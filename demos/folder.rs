//! Example: Download a whole folder
//!
//! Usage:
//!   cargo run --example folder -- <WEBHOOK_URL> <FOLDER> [--force] [--parallel N]

use std::env;

use disbox::{ClientConfig, DisboxClient};

#[tokio::main]
async fn main() -> Result<(), Box<dyn std::error::Error>> {
    let args: Vec<String> = env::args().collect();

    let webhook = args.get(1).expect("Usage: folder <WEBHOOK_URL> <FOLDER> [--force] [--parallel N]");
    let folder = args.get(2).expect("Usage: folder <WEBHOOK_URL> <FOLDER> [--force] [--parallel N]");
    let force = args.iter().any(|a| a == "--force");

    let mut config = ClientConfig::default();
    if let Some(pos) = args.iter().position(|a| a == "--parallel") {
        let limit: usize = args.get(pos + 1).ok_or("--parallel needs a value")?.parse()?;
        config = config.with_max_concurrent_downloads(limit);
    }

    let client = DisboxClient::with_config(webhook, config)?;

    println!("Downloading {}...", folder);
    let outcomes = client.download_folder(folder, force).await?;

    let fetched = outcomes.iter().filter(|o| o.was_downloaded()).count();
    println!(
        "📊 {} files: {} downloaded, {} already present",
        outcomes.len(),
        fetched,
        outcomes.len() - fetched
    );

    Ok(())
}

--

Work to complete: Read the listing line by line, and copy each line in which the word "expect" is found.

Response to this exercise:
    let webhook = args.get(1).expect("Usage: folder <WEBHOOK_URL> <FOLDER> [--force] [--parallel N]");
    let folder = args.get(2).expect("Usage: folder <WEBHOOK_URL> <FOLDER> [--force] [--parallel N]");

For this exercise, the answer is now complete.